For if Branson’s rocket performance represented, as well as a ticket promotion, a stab at corrective profundity, this improved messaging still only seems to have reminded people who may have missed him dressing up as a Zulu warrior or as Che Guevara or – quite a favourite with him – a woman, of his other, arguably still more disquieting habits, from paying no personal income tax in the UK since he moved to the tax-free British Virgin Islands (BVA), to, in connection with Virgin Care, suing the NHS. It has evidently not reached parts of Twitter that Branson lives in the BVA purely, he explains, for health reasons. Nor does Branson’s well-advertised closeness, along with Thatcher, to Nelson Mandela and Princess Diana now placate internet critics reminded by the rocket trip that this amateur statesman recently sought a UK state subsidy when the pandemic grounded Virgin planes and last week took off from a base built with the help of $220m from earthbound US taxpayers.

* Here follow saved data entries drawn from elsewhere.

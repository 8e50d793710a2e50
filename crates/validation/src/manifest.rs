//! Expected output files of a scenario.

use std::path::Path;

use tracing::debug;

use crate::error::{Error, Result};

/// File name of a per-iteration output, e.g. `cloud_s00_050.bin`.
pub fn iteration_file(prefix: &str, iteration: u32, extension: &str) -> String {
    format!("{prefix}_{iteration:03}.{extension}")
}

/// Ordered list of files a run must have produced.
#[derive(Debug, Clone, Default, PartialEq, Eq)]
pub struct Manifest {
    files: Vec<String>,
}

impl Manifest {
    pub fn new() -> Self {
        Self::default()
    }

    pub fn file(mut self, name: impl Into<String>) -> Self {
        self.files.push(name.into());
        self
    }

    /// Add `{prefix}_{it:03}.{extension}` for every prefix and iteration,
    /// prefix-major.
    pub fn series(mut self, prefixes: &[&str], iterations: &[u32], extension: &str) -> Self {
        for prefix in prefixes {
            for &iteration in iterations {
                self.files.push(iteration_file(prefix, iteration, extension));
            }
        }
        self
    }

    pub fn files(&self) -> &[String] {
        &self.files
    }

    pub fn len(&self) -> usize {
        self.files.len()
    }

    pub fn is_empty(&self) -> bool {
        self.files.is_empty()
    }

    /// Fail on the first file missing from `output_dir`, in manifest order.
    pub fn verify(&self, output_dir: &Path) -> Result<()> {
        for name in &self.files {
            let path = output_dir.join(name);
            if !path.is_file() {
                return Err(Error::MissingFile { path });
            }
        }
        debug!(files = self.files.len(), "all manifest files present");
        Ok(())
    }
}
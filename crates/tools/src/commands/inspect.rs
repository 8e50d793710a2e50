use std::path::PathBuf;

use clap::Args;

use crate::inspect::helpers::fmt_value;
use crate::inspect::types::FileSummary;
use crate::inspect::{KindArg, summarize};

#[derive(Args, Debug)]
pub struct InspectArgs {
    /// Binary diagnostic file to decode
    pub file: PathBuf,

    /// Record shape; `auto` infers it from the file name
    #[arg(short, long, value_enum, default_value_t = KindArg::Auto)]
    pub kind: KindArg,

    /// Print the summary as JSON
    #[arg(long)]
    pub json: bool,
}

pub fn run(args: InspectArgs) -> Result<(), String> {
    let summary = summarize(&args.file, args.kind).map_err(|e| e.to_string())?;

    if args.json {
        let json = serde_json::to_string_pretty(&summary)
            .map_err(|e| format!("Failed to serialize summary: {}", e))?;
        println!("{}", json);
    } else {
        print_summary(&args.file, &summary);
    }
    Ok(())
}

fn print_summary(file: &std::path::Path, summary: &FileSummary) {
    println!("{} ({})", file.display(), summary.kind);
    for (name, size) in &summary.shape {
        println!("  {}: {}", name, size);
    }

    println!();
    println!(
        "  {:<12} {:>8} {:>12} {:>12} {:>12}",
        "channel", "count", "min", "max", "mean"
    );
    for channel in &summary.channels {
        match &channel.stats {
            Some(s) => println!(
                "  {:<12} {:>8} {:>12} {:>12} {:>12}",
                channel.name,
                s.count,
                fmt_value(s.min),
                fmt_value(s.max),
                fmt_value(s.mean)
            ),
            None => println!("  {:<12} {:>8}", channel.name, 0),
        }
    }

    println!();
    for (name, value) in &summary.derived {
        // Full precision: these are the values golden tables are built from.
        println!("  {} = {:e}", name, value);
    }
    println!("  sha256: {}", summary.sha256);
}
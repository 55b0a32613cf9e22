use std::rc::Rc;

use tracing::{debug, info};

use super::applied::AppliedPrescription;
use super::prescription::HarvestEvent;
use super::repeat::{HarvestPhase, ScheduledRepeat};
use super::stand::{Stand, StandId};
use super::HarvestContext;

/// A group of stands sharing one ordered list of prescriptions.
#[derive(Debug)]
pub struct ManagementArea {
    map_code: u32,
    stands: Vec<StandId>,
    prescriptions: Vec<AppliedPrescription>,
    scheduled_repeats: Vec<ScheduledRepeat>,
}

impl ManagementArea {
    pub fn new(map_code: u32) -> Self {
        Self {
            map_code,
            stands: Vec::new(),
            prescriptions: Vec::new(),
            scheduled_repeats: Vec::new(),
        }
    }

    pub fn map_code(&self) -> u32 {
        self.map_code
    }

    pub fn add_stand(&mut self, stand: StandId) {
        if !self.stands.contains(&stand) {
            self.stands.push(stand);
        }
    }

    pub fn stands(&self) -> &[StandId] {
        &self.stands
    }

    pub fn add_prescription(&mut self, applied: AppliedPrescription) {
        self.prescriptions.push(applied);
    }

    pub fn prescriptions(&self) -> &[AppliedPrescription] {
        &self.prescriptions
    }

    pub fn scheduled_repeats(&self) -> &[ScheduledRepeat] {
        &self.scheduled_repeats
    }

    /// Sets every applied prescription's targets from the area's size.
    pub fn finish_initialization(&mut self, stands: &[Stand], cell_area: f64) {
        let cells: usize = self
            .stands
            .iter()
            .map(|id| stands[id.index()].all_locations().len())
            .sum();
        let area = cells as f64 * cell_area;
        for applied in &mut self.prescriptions {
            applied.finish_initialization(self.stands.len(), area);
        }
    }

    /// Runs one harvest timestep over this area's stands.
    pub fn harvest(
        &mut self,
        stands: &mut [Stand],
        ctx: &mut HarvestContext<'_>,
    ) -> Vec<HarvestEvent> {
        for &id in &self.stands {
            stands[id.index()].initialize_for_harvesting(&mut *ctx.host);
        }

        let mut events = self.harvest_scheduled_repeats(stands, ctx);

        for index in 0..self.prescriptions.len() {
            let applied = &mut self.prescriptions[index];
            if !applied.is_active(ctx.time) {
                continue;
            }
            applied.initialize_for_harvest(&self.stands, stands, &*ctx.host, ctx.time);
            while applied.has_unmet_target() && applied.any_unharvested_stands_ranked_above_0(stands)
            {
                let Some(event) = applied.harvest_highest_ranked_stand(stands, ctx) else {
                    break;
                };
                if let Some(until) = event.set_aside_until {
                    self.scheduled_repeats.push(ScheduledRepeat {
                        time: until,
                        stand: event.stand,
                        prescription: index,
                    });
                }
                events.push(event);
            }
            debug!(
                management_area = self.map_code,
                prescription = applied.prescription().name(),
                number = applied.prescription().number(),
                area_harvested = applied.area_harvested(),
                stands_harvested = applied.stands_harvested(),
                "prescription applied"
            );
        }

        if !events.is_empty() {
            info!(
                management_area = self.map_code,
                time = ctx.time,
                stands = events.len(),
                "harvested stands"
            );
        }
        events
    }

    fn harvest_scheduled_repeats(
        &mut self,
        stands: &mut [Stand],
        ctx: &mut HarvestContext<'_>,
    ) -> Vec<HarvestEvent> {
        let (due, pending): (Vec<ScheduledRepeat>, Vec<ScheduledRepeat>) =
            std::mem::take(&mut self.scheduled_repeats)
                .into_iter()
                .partition(|repeat| repeat.time <= ctx.time);
        self.scheduled_repeats = pending;

        due.into_iter()
            .map(|repeat| {
                let prescription = Rc::clone(self.prescriptions[repeat.prescription].prescription());
                let stand = &mut stands[repeat.stand.index()];
                let rank = stand.harvested_rank();
                prescription.harvest(stand, HarvestPhase::Additional, rank, ctx)
            })
            .collect()
    }
}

Until Bezos gets in his rocket this week, then Elon Musk’s crew in his, it’s hard to distinguish how much of the negative or unimpressed public responses to such ascents is Bransonphobic, how much a verdict on space exploration and how much a growing suspicion of men who, with the colossal means to address climate disaster, would rather burn their wealth on projects that even they occasionally admit are juvenile. There may, perhaps, be something peculiarly irritating, for anyone aware of Branson’s personal and commercial contribution to airline emissions, to see him bloviating about the “beautiful Earth” he wants customers to look at, on their £180,000 rides, so they subsequently “work very hard to try to do magic to it to look after it”. As for Virgin Galactic, it has hopes of a supersonic travel business.
Whatever it does for – or to – space exploration, Branson’s latest outing does appear, beyond any of his previous exploits, genuinely to have advanced public understanding of his own public-relations strategy, one that served him so well in an era more hospitable to women-jugglers, before Bezos and Musk got going. “Anything,” he wrote in 2006, “however outlandish, that generates media coverage reinforces my image as a risk-taker who challenges the establishment.” If Branson has inadvertently torched this signature principle then, yes, something good did come out of that rocket.